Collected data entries

+++

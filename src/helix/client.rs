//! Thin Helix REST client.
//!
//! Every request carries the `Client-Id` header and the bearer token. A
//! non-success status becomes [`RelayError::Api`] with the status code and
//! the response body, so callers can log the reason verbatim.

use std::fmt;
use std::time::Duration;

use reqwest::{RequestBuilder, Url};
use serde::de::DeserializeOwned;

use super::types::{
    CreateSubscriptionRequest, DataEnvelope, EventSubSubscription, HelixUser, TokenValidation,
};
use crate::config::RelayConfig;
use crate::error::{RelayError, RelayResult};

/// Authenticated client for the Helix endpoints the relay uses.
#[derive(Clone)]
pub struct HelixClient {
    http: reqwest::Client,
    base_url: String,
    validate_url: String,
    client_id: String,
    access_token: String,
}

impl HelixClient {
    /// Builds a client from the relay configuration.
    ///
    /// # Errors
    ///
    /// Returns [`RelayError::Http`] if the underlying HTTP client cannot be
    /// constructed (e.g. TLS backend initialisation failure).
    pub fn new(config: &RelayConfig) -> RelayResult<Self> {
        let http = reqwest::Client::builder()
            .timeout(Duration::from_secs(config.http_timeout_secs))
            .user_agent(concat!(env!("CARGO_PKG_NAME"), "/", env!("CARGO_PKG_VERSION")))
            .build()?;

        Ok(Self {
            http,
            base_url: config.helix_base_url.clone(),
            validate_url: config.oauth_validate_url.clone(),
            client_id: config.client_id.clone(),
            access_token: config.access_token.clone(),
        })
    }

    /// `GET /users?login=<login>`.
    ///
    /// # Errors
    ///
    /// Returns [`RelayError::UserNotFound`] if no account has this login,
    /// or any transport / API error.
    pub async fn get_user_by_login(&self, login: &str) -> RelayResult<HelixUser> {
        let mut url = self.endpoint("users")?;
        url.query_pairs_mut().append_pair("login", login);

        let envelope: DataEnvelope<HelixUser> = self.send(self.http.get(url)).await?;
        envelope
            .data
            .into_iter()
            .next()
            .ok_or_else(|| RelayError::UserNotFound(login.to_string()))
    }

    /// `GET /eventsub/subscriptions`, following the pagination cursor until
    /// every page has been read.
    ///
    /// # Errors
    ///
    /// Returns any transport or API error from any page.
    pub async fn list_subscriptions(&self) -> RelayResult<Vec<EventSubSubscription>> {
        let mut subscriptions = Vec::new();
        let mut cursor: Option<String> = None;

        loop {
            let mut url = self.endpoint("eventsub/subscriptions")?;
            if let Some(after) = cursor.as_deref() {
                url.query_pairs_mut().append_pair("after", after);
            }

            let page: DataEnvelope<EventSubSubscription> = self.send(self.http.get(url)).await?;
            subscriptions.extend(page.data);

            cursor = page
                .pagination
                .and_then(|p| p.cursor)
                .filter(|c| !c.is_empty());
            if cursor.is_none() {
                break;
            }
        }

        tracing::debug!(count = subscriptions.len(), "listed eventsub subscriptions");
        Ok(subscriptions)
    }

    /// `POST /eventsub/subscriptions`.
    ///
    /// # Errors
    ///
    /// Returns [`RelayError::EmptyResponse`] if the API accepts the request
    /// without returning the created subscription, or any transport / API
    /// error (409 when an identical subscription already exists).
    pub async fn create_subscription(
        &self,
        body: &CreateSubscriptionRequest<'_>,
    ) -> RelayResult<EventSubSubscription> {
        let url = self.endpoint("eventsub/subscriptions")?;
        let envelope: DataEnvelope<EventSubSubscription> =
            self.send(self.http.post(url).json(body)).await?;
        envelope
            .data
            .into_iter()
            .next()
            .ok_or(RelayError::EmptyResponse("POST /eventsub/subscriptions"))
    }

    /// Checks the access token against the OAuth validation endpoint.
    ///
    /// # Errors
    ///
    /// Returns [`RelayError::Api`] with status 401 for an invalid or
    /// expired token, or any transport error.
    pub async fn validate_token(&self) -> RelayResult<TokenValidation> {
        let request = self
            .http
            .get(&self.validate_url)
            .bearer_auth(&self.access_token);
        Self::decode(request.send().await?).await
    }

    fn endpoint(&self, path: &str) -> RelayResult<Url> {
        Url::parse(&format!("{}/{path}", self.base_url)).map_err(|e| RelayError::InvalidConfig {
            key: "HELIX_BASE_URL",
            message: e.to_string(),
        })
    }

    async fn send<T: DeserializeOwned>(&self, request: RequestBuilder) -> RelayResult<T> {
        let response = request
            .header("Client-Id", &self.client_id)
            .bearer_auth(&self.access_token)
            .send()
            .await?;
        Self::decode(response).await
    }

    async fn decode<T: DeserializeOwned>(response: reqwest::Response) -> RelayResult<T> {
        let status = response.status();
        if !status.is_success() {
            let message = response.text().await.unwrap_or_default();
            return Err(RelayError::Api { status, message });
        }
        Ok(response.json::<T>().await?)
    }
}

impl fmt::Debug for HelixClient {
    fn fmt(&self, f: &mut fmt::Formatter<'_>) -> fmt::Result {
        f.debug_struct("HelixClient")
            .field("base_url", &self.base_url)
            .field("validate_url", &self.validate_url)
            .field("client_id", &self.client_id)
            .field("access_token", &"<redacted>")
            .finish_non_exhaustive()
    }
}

+++

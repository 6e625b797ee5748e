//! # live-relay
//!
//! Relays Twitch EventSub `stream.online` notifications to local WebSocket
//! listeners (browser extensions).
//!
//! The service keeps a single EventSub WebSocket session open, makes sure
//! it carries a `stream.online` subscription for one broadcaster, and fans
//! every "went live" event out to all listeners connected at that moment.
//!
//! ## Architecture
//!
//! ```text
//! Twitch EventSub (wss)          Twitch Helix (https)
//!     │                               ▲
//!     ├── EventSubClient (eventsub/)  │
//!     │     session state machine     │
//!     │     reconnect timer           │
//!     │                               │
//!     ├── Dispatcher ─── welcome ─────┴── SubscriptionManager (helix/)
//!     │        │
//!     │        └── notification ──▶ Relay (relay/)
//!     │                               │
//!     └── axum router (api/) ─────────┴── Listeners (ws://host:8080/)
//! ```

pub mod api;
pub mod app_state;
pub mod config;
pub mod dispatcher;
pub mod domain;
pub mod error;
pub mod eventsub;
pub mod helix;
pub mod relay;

+++

#### What the exercise asks:
Copy each line above that contains the string "DataEnvelope".

#### Exercise result:
    CreateSubscriptionRequest, DataEnvelope, EventSubSubscription, HelixUser, TokenValidation,
        let envelope: DataEnvelope<HelixUser> = self.send(self.http.get(url)).await?;
            let page: DataEnvelope<EventSubSubscription> = self.send(self.http.get(url)).await?;
        let envelope: DataEnvelope<EventSubSubscription> =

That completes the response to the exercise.